Your goal:
Type out the data again, word for word and in full.

#### Record excerpts

//! Query and pagination types for the prediction store.

use serde::{Deserialize, Serialize};

use licewatch_core::{PopulationId, Prediction, RiskLevel};

/// Filter for reading back predictions. Empty filter matches everything.
#[derive(Debug, Clone, Copy, Default, PartialEq)]
pub struct PredictionFilter {
    pub population_id: Option<PopulationId>,
    pub risk_level: Option<RiskLevel>,
    pub horizon_days: Option<u32>,
}

impl PredictionFilter {
    pub fn all() -> Self {
        Self::default()
    }

    pub fn for_population(mut self, population_id: PopulationId) -> Self {
        self.population_id = Some(population_id);
        self
    }

    pub fn with_risk_level(mut self, level: RiskLevel) -> Self {
        self.risk_level = Some(level);
        self
    }

    pub fn with_horizon(mut self, horizon_days: u32) -> Self {
        self.horizon_days = Some(horizon_days);
        self
    }

    pub fn matches(&self, prediction: &Prediction) -> bool {
        self.population_id.is_none_or(|id| prediction.population_id == id)
            && self.risk_level.is_none_or(|level| prediction.risk_level == level)
            && self.horizon_days.is_none_or(|h| prediction.horizon_days == h)
    }
}

/// 1-based pagination.
#[derive(Debug, Clone, Copy, PartialEq, Eq)]
pub struct Pagination {
    pub page: u32,
    pub per_page: u32,
}

impl Default for Pagination {
    fn default() -> Self {
        Self { page: 1, per_page: 50 }
    }
}

impl Pagination {
    pub fn new(page: u32, per_page: u32) -> Self {
        Self { page: page.max(1), per_page: per_page.max(1) }
    }

    pub fn offset(&self) -> u64 {
        u64::from(self.page - 1) * u64::from(self.per_page)
    }
}

/// One page of predictions plus the total match count.
#[derive(Debug, Clone, PartialEq, Serialize, Deserialize)]
pub struct PredictionPage {
    pub items: Vec<Prediction>,
    pub total: u64,
    pub page: u32,
    pub per_page: u32,
}

/// Fleet summary over the latest generation per population at one horizon.
#[derive(Debug, Clone, Default, PartialEq, Serialize, Deserialize)]
pub struct PredictionSummary {
    pub total: usize,
    pub critical: usize,
    pub high: usize,
    pub medium: usize,
    pub low: usize,
    pub avg_predicted_value: f64,
    pub avg_exceedance_probability: f64,
    /// Populations whose recommended action is a treatment.
    pub treatment_needed: usize,
}

impl PredictionSummary {
    /// Aggregate a set of current predictions (one per population).
    pub fn from_current(predictions: &[&Prediction]) -> Self {
        let mut summary = Self { total: predictions.len(), ..Self::default() };
        if predictions.is_empty() {
            return summary;
        }

        for p in predictions {
            match p.risk_level {
                RiskLevel::Critical => summary.critical += 1,
                RiskLevel::High => summary.high += 1,
                RiskLevel::Medium => summary.medium += 1,
                RiskLevel::Low => summary.low += 1,
            }
            if matches!(
                p.recommended_action,
                licewatch_core::RecommendedAction::ScheduleTreatment
                    | licewatch_core::RecommendedAction::ImmediateTreatment
            ) {
                summary.treatment_needed += 1;
            }
            summary.avg_predicted_value += p.predicted_value;
            summary.avg_exceedance_probability += p.exceedance_probability;
        }
        summary.avg_predicted_value /= predictions.len() as f64;
        summary.avg_exceedance_probability /= predictions.len() as f64;
        summary
    }
}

########

Exercise answer:
//! Query and pagination types for the prediction store.

use serde::{Deserialize, Serialize};

use licewatch_core::{PopulationId, Prediction, RiskLevel};

/// Filter for reading back predictions. Empty filter matches everything.
#[derive(Debug, Clone, Copy, Default, PartialEq)]
pub struct PredictionFilter {
    pub population_id: Option<PopulationId>,
    pub risk_level: Option<RiskLevel>,
    pub horizon_days: Option<u32>,
}

impl PredictionFilter {
    pub fn all() -> Self {
        Self::default()
    }

    pub fn for_population(mut self, population_id: PopulationId) -> Self {
        self.population_id = Some(population_id);
        self
    }

    pub fn with_risk_level(mut self, level: RiskLevel) -> Self {
        self.risk_level = Some(level);
        self
    }

    pub fn with_horizon(mut self, horizon_days: u32) -> Self {
        self.horizon_days = Some(horizon_days);
        self
    }

    pub fn matches(&self, prediction: &Prediction) -> bool {
        self.population_id.is_none_or(|id| prediction.population_id == id)
            && self.risk_level.is_none_or(|level| prediction.risk_level == level)
            && self.horizon_days.is_none_or(|h| prediction.horizon_days == h)
    }
}

/// 1-based pagination.
#[derive(Debug, Clone, Copy, PartialEq, Eq)]
pub struct Pagination {
    pub page: u32,
    pub per_page: u32,
}

impl Default for Pagination {
    fn default() -> Self {
        Self { page: 1, per_page: 50 }
    }
}

impl Pagination {
    pub fn new(page: u32, per_page: u32) -> Self {
        Self { page: page.max(1), per_page: per_page.max(1) }
    }

    pub fn offset(&self) -> u64 {
        u64::from(self.page - 1) * u64::from(self.per_page)
    }
}

/// One page of predictions plus the total match count.
#[derive(Debug, Clone, PartialEq, Serialize, Deserialize)]
pub struct PredictionPage {
    pub items: Vec<Prediction>,
    pub total: u64,
    pub page: u32,
    pub per_page: u32,
}

/// Fleet summary over the latest generation per population at one horizon.
#[derive(Debug, Clone, Default, PartialEq, Serialize, Deserialize)]
pub struct PredictionSummary {
    pub total: usize,
    pub critical: usize,
    pub high: usize,
    pub medium: usize,
    pub low: usize,
    pub avg_predicted_value: f64,
    pub avg_exceedance_probability: f64,
    /// Populations whose recommended action is a treatment.
    pub treatment_needed: usize,
}

impl PredictionSummary {
    /// Aggregate a set of current predictions (one per population).
    pub fn from_current(predictions: &[&Prediction]) -> Self {
        let mut summary = Self { total: predictions.len(), ..Self::default() };
        if predictions.is_empty() {
            return summary;
        }

        for p in predictions {
            match p.risk_level {
                RiskLevel::Critical => summary.critical += 1,
                RiskLevel::High => summary.high += 1,
                RiskLevel::Medium => summary.medium += 1,
                RiskLevel::Low => summary.low += 1,
            }
            if matches!(
                p.recommended_action,
                licewatch_core::RecommendedAction::ScheduleTreatment
                    | licewatch_core::RecommendedAction::ImmediateTreatment
            ) {
                summary.treatment_needed += 1;
            }
            summary.avg_predicted_value += p.predicted_value;
            summary.avg_exceedance_probability += p.exceedance_probability;
        }
        summary.avg_predicted_value /= predictions.len() as f64;
        summary.avg_exceedance_probability /= predictions.len() as f64;
        summary
    }
}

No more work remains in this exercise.